Attentats et maladies de la société
Les attentats et autres événements hautement médiatiques qui ont un effet émotionnel sur la population sont des actes symboliques qui reflètent les maladies de la société, et dont on peut décoder les causes comme on décode celles des maladies humaines individuelles.
Il ne faut donc pas prendre les symptômes qui se manifestent dans le monde physique au premier degré. Pourquoi est-on si facilement ému par la mort d’une douzaine de personnes, alors qu’on reste insensible à celle des milliers d’autres êtres humains qui meurent chaque jour (sans parler de celle de millions d’animaux qui sont massacrés pour nous nourrir) ?
De même que la médecine allopathique soigne les symptômes sans vouloir voir les causes profondes des maladies, la politique se focalise sur les symptômes sans vouloir regarder les causes profondes. Il est plus facile de trouver un bouc émissaire, quelques terroristes, qui, sans même s’en rendre compte, sont les instruments de notre karma collectif plus que ceux de puissances étrangères. La mentalité de victime qui prévaut dans le bas niveau de conscience de la société est très contente de pouvoir mettre la faute sur une cause extérieure au lieu de regarder ses tendances profondes et sa propre responsabilité.
Cet acte terroriste (comme celui du 11 septembre 2001 aux États-Unis) frappe des identités profondes, des sentiments non exprimés (parce que politiquement incorrects dans notre société hypocritement bien pensante), mais exprimées par des journaux « bêtes et méchants » comme Charlie Hebdo.
Pourquoi ce genre de journal existe-t-il en France, et a-t-il un certain succès ? Parce qu’il se permet d’exprimer tout haut des sentiments humains profonds que les gens n’osent pas exprimer : haine, peur, colère, violence, racisme, xénophobie. Des sentiments qui se cachent derrière des expressions généralement admises : le râleur, le mécontent, l’insatisfait, le rouspéteur, le critique, le manifestant, le rebelle, le révolutionnaire, le blasphémateur, l’anticlérical, etc. Celles qui constituent la liberté d’expression qu’on est si fier de défendre,
Les blagues méchantes de Charlie flattent agréablement l’identité à ces sentiments profonds et justifie ses expressions variées qui sont des traits peu sympathiques de nombreux Français.

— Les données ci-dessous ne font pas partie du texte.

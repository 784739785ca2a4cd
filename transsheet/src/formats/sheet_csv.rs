//! Support for translation sheet CSV files.
//!
//! Header names are wrapped in `[[...]]` so they never collide with text
//! a translator types into the sheet. Two layouts are written:
//!
//! - full: `[[Key]],[[English]],[[Japanese]],[[MachineTranslation]],[[ReferenceID]],[[Sequence]]`
//! - compare: `[[Key]],[[English]]`
//!
//! Reading matches columns by name, so a sheet that only carries
//! `[[Key]]`, `[[Japanese]]`, `[[ReferenceID]]` and `[[MachineTranslation]]`
//! loads as well; missing columns read as empty and extra columns are ignored.

use std::{
    fs::File,
    io::{BufRead, BufWriter},
    path::Path,
};

use serde::{Deserialize, Serialize};
use uuid::Uuid;

use crate::{error::Error, formats::write_bom, traits::Parser};

pub const SHEET_HEADERS: [&str; 6] = [
    "[[Key]]",
    "[[English]]",
    "[[Japanese]]",
    "[[MachineTranslation]]",
    "[[ReferenceID]]",
    "[[Sequence]]",
];

pub const COMPARE_HEADERS: [&str; 2] = ["[[Key]]", "[[English]]"];

/// One row of a translation sheet, with cell text still tagged.
#[derive(Debug, Clone, PartialEq, Eq, Serialize, Deserialize)]
pub struct SheetRecord {
    #[serde(rename = "[[Key]]")]
    pub key: Uuid,
    #[serde(rename = "[[English]]", default)]
    pub english: String,
    #[serde(rename = "[[Japanese]]", default)]
    pub japanese: String,
    #[serde(rename = "[[MachineTranslation]]", default)]
    pub machine_translation: String,
    #[serde(rename = "[[ReferenceID]]", default)]
    pub reference_id: String,
    #[serde(rename = "[[Sequence]]", default)]
    pub sequence: Option<u32>,
}

/// One row of a comparison sheet.
#[derive(Debug, Clone, PartialEq, Eq, Serialize, Deserialize)]
pub struct CompareRecord {
    #[serde(rename = "[[Key]]")]
    pub key: Uuid,
    #[serde(rename = "[[English]]", default)]
    pub english: String,
}

impl From<SheetRecord> for CompareRecord {
    fn from(record: SheetRecord) -> Self {
        CompareRecord {
            key: record.key,
            english: record.english,
        }
    }
}

fn read_records<R, T>(reader: R) -> Result<Vec<T>, Error>
where
    R: BufRead,
    T: for<'de> Deserialize<'de>,
{
    let mut rdr = csv::ReaderBuilder::new()
        .has_headers(true)
        .from_reader(reader);
    let mut records = Vec::new();
    for result in rdr.deserialize() {
        records.push(result?);
    }
    Ok(records)
}

/// Writes the header row explicitly so an empty sheet still has one.
fn write_records<W, T>(writer: W, headers: &[&str], records: &[T]) -> Result<(), Error>
where
    W: std::io::Write,
    T: Serialize,
{
    let mut wtr = csv::WriterBuilder::new()
        .has_headers(false)
        .from_writer(writer);
    wtr.write_record(headers)?;
    for record in records {
        wtr.serialize(record)?;
    }
    wtr.flush()?;
    Ok(())
}

fn write_with_bom<P, F>(path: P, write: F) -> Result<(), Error>
where
    P: AsRef<Path>,
    F: FnOnce(&mut BufWriter<File>) -> Result<(), Error>,
{
    let mut writer = BufWriter::new(File::create(path)?);
    write_bom(&mut writer)?;
    write(&mut writer)
}

impl Parser for Vec<SheetRecord> {
    fn from_reader<R: BufRead>(reader: R) -> Result<Self, Error> {
        read_records(reader)
    }

    fn to_writer<W: std::io::Write>(&self, writer: W) -> Result<(), Error> {
        write_records(writer, &SHEET_HEADERS, self)
    }

    /// Sheets are written with a UTF-8 BOM so spreadsheet tools pick the right encoding.
    fn write_to<P: AsRef<Path>>(&self, path: P) -> Result<(), Error> {
        write_with_bom(path, |writer| self.to_writer(writer))
    }
}

impl Parser for Vec<CompareRecord> {
    fn from_reader<R: BufRead>(reader: R) -> Result<Self, Error> {
        read_records(reader)
    }

    fn to_writer<W: std::io::Write>(&self, writer: W) -> Result<(), Error> {
        write_records(writer, &COMPARE_HEADERS, self)
    }

    fn write_to<P: AsRef<Path>>(&self, path: P) -> Result<(), Error> {
        write_with_bom(path, |writer| self.to_writer(writer))
    }
}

Parfois, l’énergie négative des tendances de l’ego collectif se manifeste par un acte violent, qui est comme une sorte d’abcès. Tant qu’on le perçoit au premier degré, et qu’on n’en perçoit pas le sens symbolique, la guérison des causes profondes peut-elle commencer ? Peut-être, si une autre lecture de l’événement peut commencer à s’infiltrer dans la conscience collective, si on commence à percevoir que les véritables terroristes ne sont pas quelques fanatiques musulmans, mais nos dirigeants, et les puissances économiques dont ils lèchent les bottes : ce sont les vrais responsables des maladies de la société et des turpitudes du monde.
Mais chacun de nous doit aussi se rendre compte que les attentats, autant que les crises de la société, sont une expression collective de nos sentiments profonds de haine et d’avidité. Et ce sont eux qu’il faut adresser au niveau individuel avant de nous offusquer et de juger comme inacceptables les symptômes violents qui se manifestent dans le monde. Tout changement commence par soi-même.
On soigne les abcès avec des antibiotiques et les attentas en renforçant les forces de police. Dans les deux cas, on adresse les symptômes et non les causes.